(Supplied data)

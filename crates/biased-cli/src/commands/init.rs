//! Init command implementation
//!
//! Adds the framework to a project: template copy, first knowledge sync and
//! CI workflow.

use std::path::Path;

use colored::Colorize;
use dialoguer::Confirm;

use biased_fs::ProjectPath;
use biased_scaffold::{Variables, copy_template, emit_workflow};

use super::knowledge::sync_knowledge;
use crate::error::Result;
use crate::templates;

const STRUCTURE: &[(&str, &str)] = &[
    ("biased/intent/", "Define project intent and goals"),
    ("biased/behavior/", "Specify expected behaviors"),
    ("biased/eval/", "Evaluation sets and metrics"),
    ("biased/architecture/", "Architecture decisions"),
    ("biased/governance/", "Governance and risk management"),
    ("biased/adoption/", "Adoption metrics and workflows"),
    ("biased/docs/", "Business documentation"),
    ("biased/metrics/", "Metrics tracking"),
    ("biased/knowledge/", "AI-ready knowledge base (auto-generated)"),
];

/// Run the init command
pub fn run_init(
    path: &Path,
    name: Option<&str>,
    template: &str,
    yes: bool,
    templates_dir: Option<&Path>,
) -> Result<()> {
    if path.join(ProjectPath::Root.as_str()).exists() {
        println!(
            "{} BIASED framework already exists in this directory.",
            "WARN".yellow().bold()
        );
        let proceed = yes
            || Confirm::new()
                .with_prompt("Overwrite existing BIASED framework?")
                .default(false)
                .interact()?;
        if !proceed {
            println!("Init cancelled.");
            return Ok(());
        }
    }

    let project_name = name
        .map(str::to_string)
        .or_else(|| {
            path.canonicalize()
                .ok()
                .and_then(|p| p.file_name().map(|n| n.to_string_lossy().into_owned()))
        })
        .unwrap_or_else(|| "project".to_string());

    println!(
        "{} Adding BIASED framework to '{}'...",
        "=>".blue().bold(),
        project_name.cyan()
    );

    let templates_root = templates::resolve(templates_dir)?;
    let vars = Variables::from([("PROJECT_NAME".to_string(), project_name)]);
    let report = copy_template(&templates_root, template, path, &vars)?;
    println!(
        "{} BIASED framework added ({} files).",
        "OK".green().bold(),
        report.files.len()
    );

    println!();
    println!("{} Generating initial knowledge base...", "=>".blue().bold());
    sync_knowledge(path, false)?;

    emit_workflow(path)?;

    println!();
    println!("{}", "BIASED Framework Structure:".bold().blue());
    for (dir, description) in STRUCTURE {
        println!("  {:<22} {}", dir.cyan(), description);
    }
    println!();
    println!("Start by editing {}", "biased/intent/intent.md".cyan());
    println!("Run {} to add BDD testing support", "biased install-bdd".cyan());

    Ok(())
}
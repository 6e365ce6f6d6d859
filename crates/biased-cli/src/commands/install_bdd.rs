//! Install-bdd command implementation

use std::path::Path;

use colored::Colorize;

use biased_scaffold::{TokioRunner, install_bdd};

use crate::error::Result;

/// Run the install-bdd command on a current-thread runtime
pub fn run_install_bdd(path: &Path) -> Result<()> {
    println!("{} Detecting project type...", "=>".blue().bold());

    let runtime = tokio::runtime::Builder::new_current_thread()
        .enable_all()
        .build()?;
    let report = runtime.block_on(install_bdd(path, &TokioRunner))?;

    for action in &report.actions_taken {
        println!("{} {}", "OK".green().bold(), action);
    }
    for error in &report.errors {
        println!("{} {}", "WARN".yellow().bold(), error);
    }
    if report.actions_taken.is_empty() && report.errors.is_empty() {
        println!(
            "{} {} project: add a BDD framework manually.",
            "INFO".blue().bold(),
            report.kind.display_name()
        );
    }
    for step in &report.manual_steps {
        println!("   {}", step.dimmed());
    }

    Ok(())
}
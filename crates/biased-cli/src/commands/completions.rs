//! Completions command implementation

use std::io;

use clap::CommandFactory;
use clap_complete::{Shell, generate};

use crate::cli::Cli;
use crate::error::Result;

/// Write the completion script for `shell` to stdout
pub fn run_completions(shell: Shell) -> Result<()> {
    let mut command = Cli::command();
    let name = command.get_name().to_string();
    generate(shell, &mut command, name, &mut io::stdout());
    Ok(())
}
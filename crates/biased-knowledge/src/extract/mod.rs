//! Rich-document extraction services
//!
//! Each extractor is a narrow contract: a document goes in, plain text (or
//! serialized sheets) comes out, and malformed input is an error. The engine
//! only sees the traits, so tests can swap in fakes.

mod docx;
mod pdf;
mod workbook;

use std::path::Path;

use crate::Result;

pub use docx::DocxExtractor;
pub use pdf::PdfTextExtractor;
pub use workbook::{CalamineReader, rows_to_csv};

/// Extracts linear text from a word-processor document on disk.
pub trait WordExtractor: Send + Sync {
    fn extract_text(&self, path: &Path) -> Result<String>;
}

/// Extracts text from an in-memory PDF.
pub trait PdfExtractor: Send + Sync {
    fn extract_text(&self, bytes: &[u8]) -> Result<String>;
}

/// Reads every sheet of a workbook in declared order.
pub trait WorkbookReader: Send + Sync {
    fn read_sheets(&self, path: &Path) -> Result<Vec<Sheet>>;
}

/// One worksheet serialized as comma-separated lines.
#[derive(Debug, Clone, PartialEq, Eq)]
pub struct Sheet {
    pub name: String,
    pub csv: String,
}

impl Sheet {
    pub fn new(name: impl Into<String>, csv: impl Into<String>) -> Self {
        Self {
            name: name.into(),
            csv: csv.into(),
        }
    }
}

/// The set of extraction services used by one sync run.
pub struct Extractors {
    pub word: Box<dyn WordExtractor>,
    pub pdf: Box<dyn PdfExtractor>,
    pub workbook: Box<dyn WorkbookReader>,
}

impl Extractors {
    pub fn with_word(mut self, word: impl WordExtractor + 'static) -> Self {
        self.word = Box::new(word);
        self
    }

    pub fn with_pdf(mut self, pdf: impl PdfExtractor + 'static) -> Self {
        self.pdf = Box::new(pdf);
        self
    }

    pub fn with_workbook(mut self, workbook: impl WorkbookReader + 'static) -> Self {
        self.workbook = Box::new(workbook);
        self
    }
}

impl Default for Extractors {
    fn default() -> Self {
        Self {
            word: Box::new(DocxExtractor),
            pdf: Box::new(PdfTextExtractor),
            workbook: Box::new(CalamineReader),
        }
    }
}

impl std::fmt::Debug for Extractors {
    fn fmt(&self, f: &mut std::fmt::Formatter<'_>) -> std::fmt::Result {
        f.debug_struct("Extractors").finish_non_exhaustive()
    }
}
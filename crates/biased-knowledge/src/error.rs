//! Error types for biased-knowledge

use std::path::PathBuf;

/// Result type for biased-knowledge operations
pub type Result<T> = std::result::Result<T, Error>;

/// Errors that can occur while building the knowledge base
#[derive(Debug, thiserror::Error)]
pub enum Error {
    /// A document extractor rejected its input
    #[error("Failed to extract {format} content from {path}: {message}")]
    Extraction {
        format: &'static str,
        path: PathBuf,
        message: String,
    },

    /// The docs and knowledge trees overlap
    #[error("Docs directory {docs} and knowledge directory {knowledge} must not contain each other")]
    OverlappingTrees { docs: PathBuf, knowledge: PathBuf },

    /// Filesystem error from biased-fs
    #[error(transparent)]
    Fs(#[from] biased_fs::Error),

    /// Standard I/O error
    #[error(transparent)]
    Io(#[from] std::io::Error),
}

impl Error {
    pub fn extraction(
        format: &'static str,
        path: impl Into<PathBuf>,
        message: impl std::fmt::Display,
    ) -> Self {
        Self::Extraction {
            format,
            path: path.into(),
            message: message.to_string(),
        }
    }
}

(What is being asked)
The entire listing is to be repeated exactly.

(Problem solution)
filename crates/biased-cli/src/commands/init.rs
//! Init command implementation
//!
//! Adds the framework to a project: template copy, first knowledge sync and
//! CI workflow.

use std::path::Path;

use colored::Colorize;
use dialoguer::Confirm;

use biased_fs::ProjectPath;
use biased_scaffold::{Variables, copy_template, emit_workflow};

use super::knowledge::sync_knowledge;
use crate::error::Result;
use crate::templates;

const STRUCTURE: &[(&str, &str)] = &[
    ("biased/intent/", "Define project intent and goals"),
    ("biased/behavior/", "Specify expected behaviors"),
    ("biased/eval/", "Evaluation sets and metrics"),
    ("biased/architecture/", "Architecture decisions"),
    ("biased/governance/", "Governance and risk management"),
    ("biased/adoption/", "Adoption metrics and workflows"),
    ("biased/docs/", "Business documentation"),
    ("biased/metrics/", "Metrics tracking"),
    ("biased/knowledge/", "AI-ready knowledge base (auto-generated)"),
];

/// Run the init command
pub fn run_init(
    path: &Path,
    name: Option<&str>,
    template: &str,
    yes: bool,
    templates_dir: Option<&Path>,
) -> Result<()> {
    if path.join(ProjectPath::Root.as_str()).exists() {
        println!(
            "{} BIASED framework already exists in this directory.",
            "WARN".yellow().bold()
        );
        let proceed = yes
            || Confirm::new()
                .with_prompt("Overwrite existing BIASED framework?")
                .default(false)
                .interact()?;
        if !proceed {
            println!("Init cancelled.");
            return Ok(());
        }
    }

    let project_name = name
        .map(str::to_string)
        .or_else(|| {
            path.canonicalize()
                .ok()
                .and_then(|p| p.file_name().map(|n| n.to_string_lossy().into_owned()))
        })
        .unwrap_or_else(|| "project".to_string());

    println!(
        "{} Adding BIASED framework to '{}'...",
        "=>".blue().bold(),
        project_name.cyan()
    );

    let templates_root = templates::resolve(templates_dir)?;
    let vars = Variables::from([("PROJECT_NAME".to_string(), project_name)]);
    let report = copy_template(&templates_root, template, path, &vars)?;
    println!(
        "{} BIASED framework added ({} files).",
        "OK".green().bold(),
        report.files.len()
    );

    println!();
    println!("{} Generating initial knowledge base...", "=>".blue().bold());
    sync_knowledge(path, false)?;

    emit_workflow(path)?;

    println!();
    println!("{}", "BIASED Framework Structure:".bold().blue());
    for (dir, description) in STRUCTURE {
        println!("  {:<22} {}", dir.cyan(), description);
    }
    println!();
    println!("Start by editing {}", "biased/intent/intent.md".cyan());
    println!("Run {} to add BDD testing support", "biased install-bdd".cyan());

    Ok(())
}
repository 6e365ce6f6d6d859
filename crates/biased-cli/src/commands/install_bdd.rs
//! Install-bdd command implementation

use std::path::Path;

use colored::Colorize;

use biased_scaffold::{TokioRunner, install_bdd};

use crate::error::Result;

/// Run the install-bdd command on a current-thread runtime
pub fn run_install_bdd(path: &Path) -> Result<()> {
    println!("{} Detecting project type...", "=>".blue().bold());

    let runtime = tokio::runtime::Builder::new_current_thread()
        .enable_all()
        .build()?;
    let report = runtime.block_on(install_bdd(path, &TokioRunner))?;

    for action in &report.actions_taken {
        println!("{} {}", "OK".green().bold(), action);
    }
    for error in &report.errors {
        println!("{} {}", "WARN".yellow().bold(), error);
    }
    if report.actions_taken.is_empty() && report.errors.is_empty() {
        println!(
            "{} {} project: add a BDD framework manually.",
            "INFO".blue().bold(),
            report.kind.display_name()
        );
    }
    for step in &report.manual_steps {
        println!("   {}", step.dimmed());
    }

    Ok(())
}
filename crates/biased-cli/src/commands/completions.rs
//! Completions command implementation

use std::io;

use clap::CommandFactory;
use clap_complete::{Shell, generate};

use crate::cli::Cli;
use crate::error::Result;

/// Write the completion script for `shell` to stdout
pub fn run_completions(shell: Shell) -> Result<()> {
    let mut command = Cli::command();
    let name = command.get_name().to_string();
    generate(shell, &mut command, name, &mut io::stdout());
    Ok(())
}
filename crates/biased-knowledge/src/extract/mod.rs
//! Rich-document extraction services
//!
//! Each extractor is a narrow contract: a document goes in, plain text (or
//! serialized sheets) comes out, and malformed input is an error. The engine
//! only sees the traits, so tests can swap in fakes.

mod docx;
mod pdf;
mod workbook;

use std::path::Path;

use crate::Result;

pub use docx::DocxExtractor;
pub use pdf::PdfTextExtractor;
pub use workbook::{CalamineReader, rows_to_csv};

/// Extracts linear text from a word-processor document on disk.
pub trait WordExtractor: Send + Sync {
    fn extract_text(&self, path: &Path) -> Result<String>;
}

/// Extracts text from an in-memory PDF.
pub trait PdfExtractor: Send + Sync {
    fn extract_text(&self, bytes: &[u8]) -> Result<String>;
}

/// Reads every sheet of a workbook in declared order.
pub trait WorkbookReader: Send + Sync {
    fn read_sheets(&self, path: &Path) -> Result<Vec<Sheet>>;
}

/// One worksheet serialized as comma-separated lines.
#[derive(Debug, Clone, PartialEq, Eq)]
pub struct Sheet {
    pub name: String,
    pub csv: String,
}

impl Sheet {
    pub fn new(name: impl Into<String>, csv: impl Into<String>) -> Self {
        Self {
            name: name.into(),
            csv: csv.into(),
        }
    }
}

/// The set of extraction services used by one sync run.
pub struct Extractors {
    pub word: Box<dyn WordExtractor>,
    pub pdf: Box<dyn PdfExtractor>,
    pub workbook: Box<dyn WorkbookReader>,
}

impl Extractors {
    pub fn with_word(mut self, word: impl WordExtractor + 'static) -> Self {
        self.word = Box::new(word);
        self
    }

    pub fn with_pdf(mut self, pdf: impl PdfExtractor + 'static) -> Self {
        self.pdf = Box::new(pdf);
        self
    }

    pub fn with_workbook(mut self, workbook: impl WorkbookReader + 'static) -> Self {
        self.workbook = Box::new(workbook);
        self
    }
}

impl Default for Extractors {
    fn default() -> Self {
        Self {
            word: Box::new(DocxExtractor),
            pdf: Box::new(PdfTextExtractor),
            workbook: Box::new(CalamineReader),
        }
    }
}

impl std::fmt::Debug for Extractors {
    fn fmt(&self, f: &mut std::fmt::Formatter<'_>) -> std::fmt::Result {
        f.debug_struct("Extractors").finish_non_exhaustive()
    }
}
filename crates/biased-knowledge/src/error.rs
//! Error types for biased-knowledge

use std::path::PathBuf;

/// Result type for biased-knowledge operations
pub type Result<T> = std::result::Result<T, Error>;

/// Errors that can occur while building the knowledge base
#[derive(Debug, thiserror::Error)]
pub enum Error {
    /// A document extractor rejected its input
    #[error("Failed to extract {format} content from {path}: {message}")]
    Extraction {
        format: &'static str,
        path: PathBuf,
        message: String,
    },

    /// The docs and knowledge trees overlap
    #[error("Docs directory {docs} and knowledge directory {knowledge} must not contain each other")]
    OverlappingTrees { docs: PathBuf, knowledge: PathBuf },

    /// Filesystem error from biased-fs
    #[error(transparent)]
    Fs(#[from] biased_fs::Error),

    /// Standard I/O error
    #[error(transparent)]
    Io(#[from] std::io::Error),
}

impl Error {
    pub fn extraction(
        format: &'static str,
        path: impl Into<PathBuf>,
        message: impl std::fmt::Display,
    ) -> Self {
        Self::Extraction {
            format,
            path: path.into(),
            message: message.to_string(),
        }
    }
}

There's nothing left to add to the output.